Au début de la panne apocalyptique, les Intelligences Artificielles, victime de faux contact due à l’explosion atomique locale (déclenchée par des chiens de guerre incontrôlés), les IA, donc, décidèrent que le bug de l’an 2000 devait se produire en 2023. Elles inversèrent les zéros et les uns. Chaque « zéro » était transformé en « un » et chaque unité ne devenait que dalle. Le réseau INTERNET issu du réseau ARPANET inventé par l’armée américaine pendant la guerre froide pour connecter les systèmes d’arme pouvant continuer à transmettre des instructions si un nœud était détruit. Donc, ce réseau décentralisé était devenu l’inverse de sa conception : une tour de Babel hyper centralisée contenant tous les documents administratifs, financiers, recettes de cuisine, films pornos, horaires et billets de trains et d’avion, bibliothèque, cinémathèque, vitrine de magasins, catalogue d’objets, grosse TV mondiale, etc. Ce fut le système conçu pour être décentralisé qui explosa à force d’être centralisé. Les GAFAM gavés à mort ont crevé comme de vieilles badernes. Et maintenant c’est la misère. Plus rien ne fonctionne. Dans les campagnes on a ressorti ânes gris et canassons marron, mais dans les grandes villes tout est fini. Brouillard épouvantable de l’hiver technonucléaire. 

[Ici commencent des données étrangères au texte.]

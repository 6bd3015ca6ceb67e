//! Album mutations: creation and favorite toggling.

use serde::Serialize;

use galerie_common::{AppError, AppResult};
use galerie_db::entities::user;

use super::metadata::{AlbumDocument, MetadataStore};

/// Maximum length of an album title, in characters.
const MAX_TITLE_LEN: usize = 50;

/// Result of a favorite toggle.
#[derive(Debug, Clone, Copy, PartialEq, Eq, Serialize)]
#[serde(rename_all = "lowercase")]
pub enum FavoriteAction {
    Favorited,
    Unfavorited,
}

/// Service for album mutations.
#[derive(Clone)]
pub struct AlbumService {
    store: MetadataStore,
}

impl AlbumService {
    #[must_use]
    pub const fn new(store: MetadataStore) -> Self {
        Self { store }
    }

    /// Create an empty album, registered as a title self-mapping in the
    /// album document. Returns the normalized title.
    pub async fn create(&self, _owner: &user::Model, title: &str) -> AppResult<String> {
        let title = title.trim().to_string();
        if title.is_empty() {
            return Err(AppError::Validation("Album title cannot be empty".to_string()));
        }
        if title.chars().count() > MAX_TITLE_LEN {
            return Err(AppError::Validation(format!(
                "Album title exceeds {MAX_TITLE_LEN} characters"
            )));
        }
        if AlbumDocument::is_reserved_title(&title) {
            return Err(AppError::Validation("Album title is reserved".to_string()));
        }

        self.store
            .update(move |docs| {
                // Duplicates are checked by value: an album also exists when
                // it only appears as a per-file assignment.
                if docs.albums().titles().contains(title.as_str()) {
                    return Err(AppError::Conflict("Album already exists".to_string()));
                }
                docs.albums_mut().assign(&title, &title);
                Ok(title)
            })
            .await
    }

    /// Flip an album's membership in the user's favorites list.
    pub async fn toggle_favorite(
        &self,
        user: &user::Model,
        title: &str,
    ) -> AppResult<FavoriteAction> {
        let title = title.trim().to_string();
        if title.is_empty() {
            return Err(AppError::Validation("Album title cannot be empty".to_string()));
        }

        let user_id = user.id.clone();
        self.store
            .update(move |docs| {
                if !docs.albums().titles().contains(title.as_str()) {
                    return Err(AppError::NotFound(format!("Album {title}")));
                }

                let favorites = docs.albums_mut().favorites_for_mut(&user_id);
                if let Some(pos) = favorites.iter().position(|t| *t == title) {
                    favorites.remove(pos);
                    Ok(FavoriteAction::Unfavorited)
                } else {
                    favorites.push(title);
                    Ok(FavoriteAction::Favorited)
                }
            })
            .await
    }
}

#[cfg(test)]
#[allow(clippy::unwrap_used)]
mod tests {
    use super::super::metadata::MetadataStore;
    use super::super::testing;
    use super::*;
    use tempfile::TempDir;

    fn service(dir: &TempDir) -> AlbumService {
        AlbumService::new(MetadataStore::new(dir.path().to_path_buf()))
    }

    #[tokio::test]
    async fn test_create_registers_a_self_mapping() {
        let dir = tempfile::tempdir().unwrap();
        let svc = service(&dir);
        let alice = testing::user("u1", "alice");

        let title = svc.create(&alice, "  Summer 2026 ").await.unwrap();
        assert_eq!(title, "Summer 2026");

        let docs = svc.store.load().await.unwrap();
        assert_eq!(docs.albums().get("Summer 2026"), Some("Summer 2026"));
    }

    #[tokio::test]
    async fn test_create_validation() {
        let dir = tempfile::tempdir().unwrap();
        let svc = service(&dir);
        let alice = testing::user("u1", "alice");

        for bad in ["", "   ", &"x".repeat(51), "favorites"] {
            let err = svc.create(&alice, bad).await.unwrap_err();
            assert!(matches!(err, AppError::Validation(_)), "{bad:?}");
        }

        // Exactly at the limit is fine
        svc.create(&alice, &"x".repeat(50)).await.unwrap();
    }

    #[tokio::test]
    async fn test_create_rejects_duplicates_by_value() {
        let dir = tempfile::tempdir().unwrap();
        let svc = service(&dir);
        let alice = testing::user("u1", "alice");

        // "Trip" exists only as a per-file assignment, not as a key
        svc.store
            .update(|docs| {
                docs.albums_mut().assign("a.jpg", "Trip");
                Ok(())
            })
            .await
            .unwrap();

        let err = svc.create(&alice, "Trip").await.unwrap_err();
        assert!(matches!(err, AppError::Conflict(_)));
    }

    #[tokio::test]
    async fn test_toggle_favorite_round_trip() {
        let dir = tempfile::tempdir().unwrap();
        let svc = service(&dir);
        let alice = testing::user("u1", "alice");

        svc.create(&alice, "Trip").await.unwrap();

        assert_eq!(
            svc.toggle_favorite(&alice, "Trip").await.unwrap(),
            FavoriteAction::Favorited
        );
        let docs = svc.store.load().await.unwrap();
        assert_eq!(docs.albums().favorites_for("u1"), ["Trip"]);

        assert_eq!(
            svc.toggle_favorite(&alice, "Trip").await.unwrap(),
            FavoriteAction::Unfavorited
        );
        let docs = svc.store.load().await.unwrap();
        assert!(docs.albums().favorites_for("u1").is_empty());
    }

    #[tokio::test]
    async fn test_toggle_favorite_requires_an_existing_album() {
        let dir = tempfile::tempdir().unwrap();
        let svc = service(&dir);
        let alice = testing::user("u1", "alice");

        let err = svc.toggle_favorite(&alice, "Nope").await.unwrap_err();
        assert!(matches!(err, AppError::NotFound(_)));
    }
}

Que ferai-je lors de l’inévitable effondrement numérique ? J’improviserai des notes de musique dans le désastre ! J’attendrai la fin après avoir joué du saxo.  Avantage du saxo acoustique sur l’ordinateur. Mais l’inspiration s’enfuira, victime de la faim et de la soif. Je ne ferai plus rien. Ne trouvant plus de médicaments, j’arrêterai de m’en gaver. C’est chouette de tout stopper pour aspirer au dernier souffle. Dans ce texte, commencé il y a un siècle et demi, je me suis perdu dans un métavers (un métarouge cryptocommuniste) qui m’a égaré loin du merveilleux monde numérique du capitalisme virtuel. Les mecs richissimes des GAFAM sont réfugiés dans un monde abstrait entièrement séparé des pauvres par des brigades de flics réels spécialisés dans la matraque. Tout recommencera à zéro. Nous les vieux gagas, avec l’effondrement numérique, nous sommes retournés à la merveilleuse année 01. Le monde d’hier où les ordinateurs n’étaient pas portables, confiné seulement dans les murs des usines et bureaux.  Vous souvenez-vous de ce vieux film génial. Il n’est jamais question de zéro ni de un… « L’An 01 est un film français de 1973, réalisé par Jacques Doillon. Il est adapté de la bande dessinée L’An 01 de Gébé, dont le scénario avait été enrichi par les propositions via le courrier des lecteurs, lors de ses publications dans Politique Hebdo, puis Charlie Hebdo. » (Wikipédia) Maintenant, je prierai le Dieu du « Game Over » de rester en vie. J’aurai au moins la satisfaction de ne pas avoir une pub en plein milieu de « Impression » de John Coltrane sur YouTube. Fini les GAFAMistes qui génèrent une fortune en diffusant le patrimoine musical mondial. Faudra retrouver le souvenir mental des musiques disparues dans le chaos global et tenter de les reconstituer. Je claquerai des doigts en syncope en disant : « Ohhh, Oh, catastrophique c’est chic, chic, le freak c’est Chic ».